Surprise! This comes from Mark Penn, longtime campaign and political advisor to both Bill and Hillary Clinton. Penn argues that Mueller and his special counsel probe is a threat not to Donald Trump, but “all presidents and parties,” and must be defeated rather than terminated:

The “deep state” is in a deep state of desperation. With little time left before the Justice Department inspector general’s report becomes public, and with special counsel Robert Mueller having failed to bring down Donald Trump after a year of trying, they know a reckoning is coming. …

This process must now be stopped, preferably long before a vote in the Senate. Rather than a fair, limited and impartial investigation, the Mueller investigation became a partisan, open-ended inquisition that, by its precedent, is a threat to all those who ever want to participate in a national campaign or an administration again.

Its prosecutions have all been principally to pressure witnesses with unrelated charges and threats to family, or just for a public relations effect, like the indictment of Russian internet trolls. Unfortunately, just like the Doomsday Machine in “Dr. Strangelove” that was supposed to save the world but instead destroys it, the Mueller investigation comes with no “off” switch: You can’t fire Mueller. He needs to be defeated, like Ken Starr, the independent counsel who investigated President Clinton.

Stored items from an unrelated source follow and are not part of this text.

//! Vesselcast - AIS to NMEA-0183 bridge
//!
//! # Usage
//!
//! ```bash
//! # Run the bridge
//! vesselcast
//! vesselcast --config configs/vesselcast.toml
//!
//! # Raise log verbosity without touching the config
//! vesselcast --log-level debug
//! ```

use std::sync::Arc;

use anyhow::{Context, Result};
use clap::Parser;
use tokio_util::sync::CancellationToken;
use tracing_subscriber::{fmt, prelude::*, EnvFilter};

use vesselcast_config::Config;
use vesselcast_pipeline::Controller;

/// Vesselcast - AIS to NMEA-0183 bridge
#[derive(Parser, Debug)]
#[command(name = "vesselcast")]
#[command(version, about, long_about = None)]
struct Cli {
    /// Path to configuration file
    #[arg(short, long, default_value = "configs/vesselcast.toml")]
    config: std::path::PathBuf,

    /// Log level (trace, debug, info, warn, error); overrides the config
    #[arg(short, long)]
    log_level: Option<String>,
}

#[tokio::main]
async fn main() -> Result<()> {
    let cli = Cli::parse();

    let config = Config::from_file(&cli.config)
        .with_context(|| format!("invalid configuration '{}'", cli.config.display()))?;

    let level = cli
        .log_level
        .as_deref()
        .unwrap_or(&config.logging.level)
        .to_string();
    init_logging(&level)?;

    tracing::info!(
        config = %cli.config.display(),
        upstream = %config.stream_url,
        stream_enabled = config.network.enable_stream,
        datagram_enabled = config.network.enable_datagram,
        "vesselcast starting"
    );

    let controller = Arc::new(Controller::new(config));
    let cancel = CancellationToken::new();

    let signal_cancel = cancel.clone();
    tokio::spawn(async move {
        if tokio::signal::ctrl_c().await.is_ok() {
            tracing::info!("shutdown signal received");
            signal_cancel.cancel();
        }
    });

    controller.run(cancel).await;

    tracing::info!("vesselcast stopped");
    Ok(())
}

/// Initialize the tracing subscriber for logging
fn init_logging(level: &str) -> Result<()> {
    let filter = EnvFilter::try_new(level)
        .or_else(|_| EnvFilter::try_new("info"))
        .map_err(|e| anyhow::anyhow!("invalid log level: {}", e))?;

    tracing_subscriber::registry()
        .with(fmt::layer().with_target(true).with_thread_ids(false))
        .with(filter)
        .init();

    Ok(())
}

This column does not come across as a dispassionate analysis of the risks inherent in a special-counsel probe. It reads as an activist manifesto, taking aim square at Mueller himself in a way that even Trump’s surrogates have refrained from using. Penn even raises the specter of Joseph McCarthy and the Red Scare of the 1950s in defending Trump and his campaign, at the very least a provocative parallel. He concludes that stopping Mueller is “about cleaning out and reforming the deep state so that our intelligence operations are never used against opposing campaigns without the firmest of evidence.”

That sounds pretty close to an explicit accusation — but aimed at whom? Hillary Clinton, for whom he worked for years? Or Barack Obama, to whom Penn lost in 2008’s primaries? Both, maybe?

Penn issues such a strong indictment that even some on the Right wonder what might be going on:

Alternately, perhaps Penn has seen enough from inside ClintonWorld to know where these dangers lie, and no longer has any incentive to keep quiet about it. Any of these theories work in the absence of more information, and Penn can expect lots of intense speculations about his motives, especially from his former allies. Whether or not it was Penn’s intent, he’s about to get a lot of invites to Fox News and hear a lot less from MSNBC.

Former AG Michael Mukasey offers the more dispassionate argument for ending the Mueller probe. In an op-ed for USA Today, Mukasey argues that the special counsel appointment was flawed from the start, and allowing it to continue is no mere benign choice:

First, the law requires that a special counsel investigate a specified crime based on specified facts, not try to be the second coming of the Lone Ranger.

But further, the ongoing investigation saps the resources and attention of the Trump administration. If the administration cannot function, the burden of this constantly shifting investigation will give rise to a narrative that any failure was due to the Mueller diversion — that the Trump administration was stabbed in the back. That is potentially more damaging to our politics than any salaciousness that might be tossed up by Robert Mueller.

For both legal and political reasons, the end of this investigation is overdue.

Both arguments provide reminders why special counsel investigations are invariably bad choices and should almost never be launched at all. Congress needs to take a hard look at the enabling statute and either restrict its use or eliminate it altogether.